Пляска линий на экране немедленно стала изменять свой характер — ритм пульсации замедлился, а пики резко подросли. Вскоре обозначились и длинные штрихи сна второго уровня, и намеки на растянутый, глубокий дельта-ритм четвертого — экран энцефалографа словно налился некоей невидимой морозной тяжестью. Дыхание пациента еще больше замедлилось, лицо приобрело абсолютно отсутствующее выражение.
Аугментор предоставит Хаберу полную запись всех стадий, сейчас же встроенный в него компьютер занят анализом арабесок медленных снов пациента и готовится к расшифровке орнамента подступающей сон-фазы, выделив и записав которую сможет подпитывать спящий мозг ею же, этой записью, усиливая тем самым ментальные ритмы собственно сновидения. Похоже, решающий момент уже приближался — видимо, на пациенте сказывался долгий период подавления снов, и сон-фаза наступала на этот раз несколько раньше, чем ожидалось, даже раньше, чем явственно и полностью установился второй уровень. Плавно колышущиеся линии исполосовали весь экран, снова бешено затрепыхались, задергались мелкой дрожью, переходящей в стремительную джигу, не подчиненную никакому единому ритму. Сейчас демонстрировал возросшую активность варолиев мост, а ритмы гиппокампа приобрели пятисекундную периодичность, так называемый тэта-ритм, до сих пор у подопытного ясно не проявлявшийся. Хабер глянул на спящего: его пальцы слегка подрагивали, глаза под сомкнутыми веками бегали, как бы что-то высматривая, губы приоткрылись на глубоком вдохе — несомненно, Орр видел сон.
Хабер зафиксировал время — пять часов шесть минут.
В пять одиннадцать он нажал черную клавишу и выключил Аугментор. В пять двенадцать, наблюдая на экране возобновление рисунка медленного сна, Хабер склонился над пациентом и трижды отчетливо произнес его имя.
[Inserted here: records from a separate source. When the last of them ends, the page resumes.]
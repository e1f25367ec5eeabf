//! Editing commands.
//!
//! A command is a pure function of the state (and optional attributes)
//! returning the transaction to apply, or `None` when it does not apply.
//! Commands never partially apply: a transaction reaches the editor whole.

pub mod lists;

use std::sync::Arc;

use chrono::{DateTime, Local};
use quire_model::{
    Attrs, Fragment, GrammarViolation, MarkType, Node, NodeShell, NodeType, ResolvedPos, Schema,
    Selection, Transaction,
};

use crate::state::{EditorState, HISTORY_META, start_of_text};

pub use lists::{lift_list_item, sink_list_item, split_list_item, toggle_list, wrap_in_list};

pub type CommandResult = Result<Option<Transaction>, GrammarViolation>;

/// Build a transaction with `f`. `Ok(false)` from `f`, or a failure to fit
/// the grammar, means the command does not apply. Other errors (bad
/// attributes, positions out of range) are passed on.
pub fn attempt(
    state: &EditorState,
    f: impl FnOnce(&mut Transaction) -> Result<bool, GrammarViolation>,
) -> CommandResult {
    let mut tr = state.tr();
    match f(&mut tr) {
        Ok(true) => Ok(Some(tr)),
        Ok(false) => Ok(None),
        Err(
            error @ (GrammarViolation::InvalidContent { .. }
            | GrammarViolation::MarkNotAllowed { .. }
            | GrammarViolation::NewlineInText { .. }
            | GrammarViolation::Structure(_)),
        ) => {
            tracing::trace!(target: "quire::editor", %error, "command does not fit the grammar");
            Ok(None)
        }
        Err(error) => Err(error),
    }
}

/// Whether `node` carries every attribute in `attrs`.
pub fn attrs_match(node: &Node, attrs: &Attrs) -> bool {
    attrs.iter().all(|(name, value)| node.attr(name) == Some(value))
}

/// Depth of the nearest ancestor of `res` satisfying `pred`.
pub fn find_ancestor(res: &ResolvedPos<'_>, pred: impl Fn(&Node) -> bool) -> Option<usize> {
    (1..=res.depth()).rev().find(|d| pred(res.node(*d)))
}
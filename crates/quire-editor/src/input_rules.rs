//! Input rules: patterns over the text before the caret that turn typed
//! text into structure, like `## ` into a heading.

use std::fmt;
use std::sync::Arc;

use quire_model::{Attrs, GrammarViolation, MarkType, Node, NodeShell, NodeType, Transaction};
use regex::{Captures, Regex};
use smol_str::SmolStr;

use crate::commands::{attempt, lists};
use crate::state::EditorState;

/// How far back the text before the caret is read.
pub const MAX_MATCH: usize = 500;

/// Stand-in character for inline leaf nodes in the text before the caret.
const LEAF_CHAR: &str = "\u{fffc}";

pub type InputRuleHandler =
    Arc<dyn Fn(&EditorState, &InputMatch<'_>) -> Result<Option<Transaction>, GrammarViolation> + Send + Sync>;

/// An input rule as declared by a unit. The pattern is compiled when the
/// registry is composed.
#[derive(Clone)]
pub struct InputRuleSpec {
    pub name: SmolStr,
    pub pattern: String,
    pub handler: InputRuleHandler,
}

impl InputRuleSpec {
    pub fn new(
        name: &str,
        pattern: &str,
        handler: impl Fn(&EditorState, &InputMatch<'_>) -> Result<Option<Transaction>, GrammarViolation>
        + Send
        + Sync
        + 'static,
    ) -> Self {
        Self {
            name: name.into(),
            pattern: pattern.into(),
            handler: Arc::new(handler),
        }
    }
}

#[derive(Clone)]
pub struct InputRule {
    pub name: SmolStr,
    regex: Regex,
    handler: InputRuleHandler,
}

impl fmt::Debug for InputRule {
    fn fmt(&self, f: &mut fmt::Formatter<'_>) -> fmt::Result {
        f.debug_struct("InputRule")
            .field("name", &self.name)
            .field("pattern", &self.regex.as_str())
            .finish_non_exhaustive()
    }
}

impl InputRule {
    pub fn compile(spec: InputRuleSpec) -> Result<Self, regex::Error> {
        Ok(Self {
            name: spec.name,
            regex: Regex::new(&spec.pattern)?,
            handler: spec.handler,
        })
    }

    pub fn pattern(&self) -> &str {
        self.regex.as_str()
    }
}

/// A successful match, with helpers to turn byte offsets of the matched
/// text into document positions.
pub struct InputMatch<'t> {
    pub captures: Captures<'t>,
    text: &'t str,
    /// Document position of the first character of `text`.
    base: usize,
    /// Document position where the match starts.
    pub from: usize,
    /// End of the replaced range: the end of the selection.
    pub to: usize,
}

impl<'t> InputMatch<'t> {
    pub fn group(&self, i: usize) -> Option<&'t str> {
        self.captures.get(i).map(|m| m.as_str())
    }

    /// Document range of group `i`. Only the part before the caret exists
    /// in the document; the typed text is not inserted.
    pub fn group_range(&self, i: usize) -> Option<(usize, usize)> {
        let m = self.captures.get(i)?;
        Some((self.pos_of(m.start()), self.pos_of(m.end())))
    }

    fn pos_of(&self, byte: usize) -> usize {
        self.base + self.text[..byte].chars().count()
    }
}

/// Try `rules` in order for `typed` inserted over the current selection.
/// Returns the first rule that produced a transaction.
pub fn run_input_rules(
    rules: &[InputRule],
    state: &EditorState,
    typed: &str,
) -> Result<Option<(SmolStr, Transaction)>, GrammarViolation> {
    if rules.is_empty() {
        return Ok(None);
    }
    let selection = state.selection();
    let doc = state.doc();
    let from = doc.resolve(selection.from())?;
    let parent = from.parent();
    if !parent.is_textblock() || parent.ty().is_code() {
        return Ok(None);
    }
    let offset = from.parent_offset;
    let start = offset.saturating_sub(MAX_MATCH);
    let mut text = parent.text_between(start, offset, None, Some(LEAF_CHAR));
    let before_chars = offset - start;
    text.push_str(typed);
    let base = selection.from() - before_chars;

    for rule in rules {
        let Some(captures) = rule.regex.captures(&text) else {
            continue;
        };
        let Some(whole) = captures.get(0) else {
            continue;
        };
        if whole.end() != text.len() {
            continue;
        }
        let match_start = base + text[..whole.start()].chars().count();
        // A match lying entirely inside the typed text has nothing to replace.
        if match_start > selection.from() {
            continue;
        }
        let m = InputMatch {
            captures,
            text: &text,
            base,
            from: match_start,
            to: selection.to(),
        };
        if let Some(tr) = (rule.handler)(state, &m)? {
            tracing::debug!(target: "quire::editor", rule = %rule.name, "input rule fired");
            return Ok(Some((rule.name.clone(), tr)));
        }
    }
    Ok(None)
}

/// Turn the textblock into `ty` when the pattern matches at its start.
pub fn textblock_type_rule(
    name: &str,
    pattern: &str,
    ty: Arc<NodeType>,
    get_attrs: fn(&InputMatch<'_>) -> Attrs,
) -> InputRuleSpec {
    InputRuleSpec::new(name, pattern, move |state, m| {
        attempt(state, |tr| {
            tr.delete(m.from, m.to)?;
            let doc = tr.doc().clone();
            let at = doc.resolve(m.from)?;
            if at.depth() == 0 {
                return Ok(false);
            }
            let pos = at.before(at.depth());
            tr.set_node_markup(pos, &ty, get_attrs(m))?;
            Ok(true)
        })
    })
}

/// Wrap the textblock in `ty` (with `item` nodes around each block when
/// given). When `join` accepts the node right before the new wrapper and
/// it is of the same type, the two are joined.
pub fn wrapping_rule(
    name: &str,
    pattern: &str,
    ty: Arc<NodeType>,
    item: Option<Arc<NodeType>>,
    get_attrs: fn(&InputMatch<'_>) -> Attrs,
    join: Option<fn(&InputMatch<'_>, &Node) -> bool>,
) -> InputRuleSpec {
    InputRuleSpec::new(name, pattern, move |state, m| {
        attempt(state, |tr| {
            tr.delete(m.from, m.to)?;
            let doc = tr.doc().clone();
            let at = doc.resolve(m.from)?;
            let Some(range) = at.block_range(&at, None) else {
                return Ok(false);
            };
            let attrs = get_attrs(m);
            let start = range.start();
            match &item {
                Some(item) => lists::wrap_range_in_list(tr, &range, &ty, item, attrs)?,
                None => {
                    tr.wrap(start, range.end(), NodeShell::new(ty.clone(), attrs), Vec::new())?;
                }
            }
            let doc = tr.doc().clone();
            let before = doc.resolve(start)?.node_before();
            if let Some(before) = before {
                let joinable = before.ty().id == ty.id && join.is_none_or(|f| f(m, &before));
                if joinable && tr.join(start, 1).is_err() {
                    tracing::trace!(target: "quire::editor", "wrapper not joined with previous sibling");
                }
            }
            Ok(true)
        })
    })
}

/// Apply `ty` to group 2 when group 1 (the delimited text) is complete,
/// dropping the delimiters.
pub fn mark_rule(name: &str, pattern: &str, ty: Arc<MarkType>) -> InputRuleSpec {
    InputRuleSpec::new(name, pattern, move |state, m| {
        let (Some((full_start, _)), Some((inner_start, inner_end))) = (m.group_range(1), m.group_range(2))
        else {
            return Ok(None);
        };
        if inner_end <= inner_start {
            return Ok(None);
        }
        let mark = ty.create(&Attrs::new())?;
        attempt(state, |tr| {
            if inner_end < m.to {
                tr.delete(inner_end, m.to)?;
            }
            if full_start < inner_start {
                tr.delete(full_start, inner_start)?;
            }
            let end = full_start + (inner_end - inner_start);
            tr.add_mark(full_start, end, &mark)?;
            let doc = tr.doc().clone();
            let mut marks = doc.resolve(end)?.marks();
            marks.retain(|other| other.ty.id != ty.id);
            tr.set_stored_marks(Some(marks));
            Ok(true)
        })
    })
}

/// Replace the matched text with the result of `replacement`.
pub fn text_rule(
    name: &str,
    pattern: &str,
    replacement: impl Fn(&InputMatch<'_>) -> String + Send + Sync + 'static,
) -> InputRuleSpec {
    InputRuleSpec::new(name, pattern, move |state, m| {
        let text = replacement(m);
        attempt(state, |tr| {
            tr.insert_text(state.schema(), &text, m.from, m.to)?;
            Ok(true)
        })
    })
}
//! quire-editor: composition, commands and editing sessions for quire.
//!
//! This crate provides:
//! - `Extension` - capability units declaring a node, a mark or a behavior
//! - `ExtensionRegistry` - folds units into a shared `Composition` (grammar,
//!   markdown codec, keymap, input rules, commands and plugin factories)
//! - `Editor` - one editing session: state, undo history, plugins and
//!   deferred tasks
//! - `builtins` - the stock units, and `EditorConfig` to pick among them
//! - `highlight` - code block highlighting backed by syntect

pub mod builtins;
pub mod commands;
pub mod config;
pub mod editor;
pub mod error;
pub mod extension;
pub mod highlight;
pub mod input_rules;
pub mod keymap;
pub mod plugin;
pub mod registry;
pub mod scheduler;
pub mod state;

pub use config::{EditorConfig, HighlightConfig};
pub use editor::{DEFAULT_HISTORY_DEPTH, Editor};
pub use error::{CapabilityKind, ConfigurationError, EditorError};
pub use extension::{CommandFn, Extension, KeyDecl, MarkMarkdown, NodeMarkdown, UnitContext, command, key};
pub use highlight::{HighlightOptions, HighlightPlugin};
pub use input_rules::{InputRule, InputRuleSpec};
pub use keymap::{Key, KeyBinding, KeyCombo, KeydownResult, Keymap, Modifiers};
pub use plugin::{Decoration, Plugin};
pub use registry::{Composition, ExtensionRegistry};
pub use scheduler::Scheduler;
pub use state::EditorState;

#[cfg(test)]
pub(crate) mod test_support;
Орр вздохнул, вяло развел руками, открыл глаза — и проснулся. Освободив его от трансшлема двумя отработанными движениями, Хабер мягко и сердечно поинтересовался:
— Как вы себя чувствуете, мистер Орр? Все в порядке?
— Хорошо, спасибо.
— Сон вы видели — пока это все, что могу вам доложить. Вы запомнили его? Можете пересказать?
— Конь, — сипловато отозвался Орр, до конца еще не проснувшись, и опустил ноги на пол. — Сон про коня. Вот про этого. — Он жестом указал на огромную украшавшую глухую стену врачебного кабинета фотофреску — это было изображение известного рысака по кличке Темени-Холл,[11] беззаботно резвящегося на сочно-зеленой лужайке.
— А что именно вам снилось про него? — довольным тоном спросил Хабер. Он вовсе не рассчитывал на успех с первого же сеанса.
— Это было… Я брел по этому полю, а конь сперва гарцевал в отдалении. Затем он поскакал ко мне, и казалось, что приближается он отнюдь не с добрыми намерениями. Но я почему-то совсем не испугался этой атаки. Наверное, рассчитывал поймать жеребца за уздечку или увернуться в последний момент. Во всяком случае был уверен, что ничто серьезное мне не угрожает — конь-то ненастоящий, с картинки из вашего кабинета. Нечто вроде игрушки из папье-маше… Мистер Хабер, а вас… вас в этой картине… ничего не удивляет? Ничто не кажется необычным?